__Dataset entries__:
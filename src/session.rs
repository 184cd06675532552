// Session state machine: owns the fetched ticket set and the current page,
// parses command lines, and drives rendering through a Presenter. The loop
// is single-threaded and cooperative; one command is fully processed,
// including any identity lookup round-trip, before the next line is read.

use log::debug;

use crate::api::{SubmitterLookup, Ticket};
use crate::error::Error;
use crate::pagination::Pager;
use crate::ui::Presenter;

/// One parsed command line. Parsing is case-insensitive and never fails:
/// anything that is not a keyword or a non-negative integer becomes
/// `Unknown` and is reported back to the user.
#[derive(Debug, Clone, PartialEq, Eq)]
pub enum Command {
    Quit,
    Next,
    Prev,
    Ticket(u64),
    Unknown(String),
}

impl Command {
    pub fn parse(line: &str) -> Self {
        let line = line.trim().to_lowercase();
        match line.as_str() {
            "q" | "quit" => Self::Quit,
            "n" | "next" => Self::Next,
            "p" | "prev" => Self::Prev,
            other => match other.parse::<u64>() {
                Ok(id) => Self::Ticket(id),
                Err(_) => Self::Unknown(other.to_owned()),
            },
        }
    }
}

/// What a dispatched command asks the loop to do next.
#[derive(Debug, Clone, Copy, PartialEq, Eq)]
enum Outcome {
    Quit,
    ShowPage,
    ShowTicket(usize),
}

/// The slice of the ticket set visible on the current page, plus the
/// header arithmetic, handed to the presenter for rendering.
#[derive(Debug, Clone, PartialEq, Eq)]
pub struct PageView<'a> {
    pub page: usize,
    pub page_count: usize,
    pub tickets: &'a [Ticket],
    /// True when the set continues past this page's slice.
    pub truncated: bool,
}

impl PageView<'_> {
    pub fn header(&self) -> String {
        format!("Showing page {}/{}", self.page + 1, self.page_count + 1)
    }

    pub fn lines(&self) -> Vec<String> {
        self.tickets
            .iter()
            .map(|ticket| format!("[id: {}] | {}", ticket.id, ticket.subject))
            .collect()
    }
}

/// The browsing session. The ticket set is fixed at construction; the
/// current page is the only field that changes while browsing, and it is
/// always clamped to `[0, page_count]`.
pub struct Session {
    tickets: Vec<Ticket>,
    pager: Pager,
    page: usize,
    page_count: usize,
}

impl Session {
    pub fn new(tickets: Vec<Ticket>) -> Self {
        Self::with_pager(tickets, Pager::default())
    }

    pub fn with_pager(tickets: Vec<Ticket>, pager: Pager) -> Self {
        let page_count = pager.page_count(tickets.len());
        Self {
            tickets,
            pager,
            page: 0,
            page_count,
        }
    }

    pub fn page(&self) -> usize {
        self.page
    }

    pub fn page_count(&self) -> usize {
        self.page_count
    }

    pub fn page_view(&self) -> PageView<'_> {
        let bounds = self.pager.page_bounds(self.page, self.tickets.len());
        let truncated = bounds.end < self.tickets.len();
        PageView {
            page: self.page,
            page_count: self.page_count,
            tickets: &self.tickets[bounds],
            truncated,
        }
    }

    /// Run the command loop until the user quits. Startup already fetched
    /// the tickets, so everything from here on is recoverable: command
    /// failures are rendered and the loop continues. Only presenter I/O
    /// failures (a closed terminal) unwind.
    pub fn run<P: Presenter>(
        &mut self,
        presenter: &mut P,
        lookup: &impl SubmitterLookup,
    ) -> anyhow::Result<()> {
        presenter.render_page(&self.page_view());

        loop {
            let line = presenter.read_command()?;
            match self.apply(Command::parse(&line)) {
                Ok(Outcome::Quit) => {
                    debug!("session terminated by user");
                    return Ok(());
                }
                Ok(Outcome::ShowTicket(index)) => {
                    let ticket = &self.tickets[index];
                    let submitter = lookup.submitter_identity(ticket.submitter_id);
                    presenter.render_ticket(ticket, &submitter);
                    presenter.acknowledge()?;
                }
                Ok(Outcome::ShowPage) => {}
                Err(err) => presenter.show_message(&err.to_string()),
            }
            presenter.render_page(&self.page_view());
        }
    }

    /// Apply one command to the session state. Ticket ids are searched
    /// across the entire set, not just the current page; page steps are
    /// clamped rather than wrapped.
    fn apply(&mut self, command: Command) -> Result<Outcome, Error> {
        match command {
            Command::Quit => Ok(Outcome::Quit),
            Command::Next => {
                self.page = self.pager.clamp(self.page as isize + 1, self.page_count);
                Ok(Outcome::ShowPage)
            }
            Command::Prev => {
                self.page = self.pager.clamp(self.page as isize - 1, self.page_count);
                Ok(Outcome::ShowPage)
            }
            Command::Ticket(id) => self
                .tickets
                .iter()
                .position(|ticket| ticket.id == id)
                .map(Outcome::ShowTicket)
                .ok_or_else(|| Error::Command(format!("no ticket with id {id} was found"))),
            Command::Unknown(line) => Err(Error::Command(format!(
                "command not recognized: {line}"
            ))),
        }
    }
}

__Task goal__: Your answer must consist only of the lines from the start of the records above through the line with "use log::debug;", each retyped exactly.

__Exercise response__:
filename src/session.rs
repository 184cd06675532552
// Session state machine: owns the fetched ticket set and the current page,
// parses command lines, and drives rendering through a Presenter. The loop
// is single-threaded and cooperative; one command is fully processed,
// including any identity lookup round-trip, before the next line is read.

use log::debug;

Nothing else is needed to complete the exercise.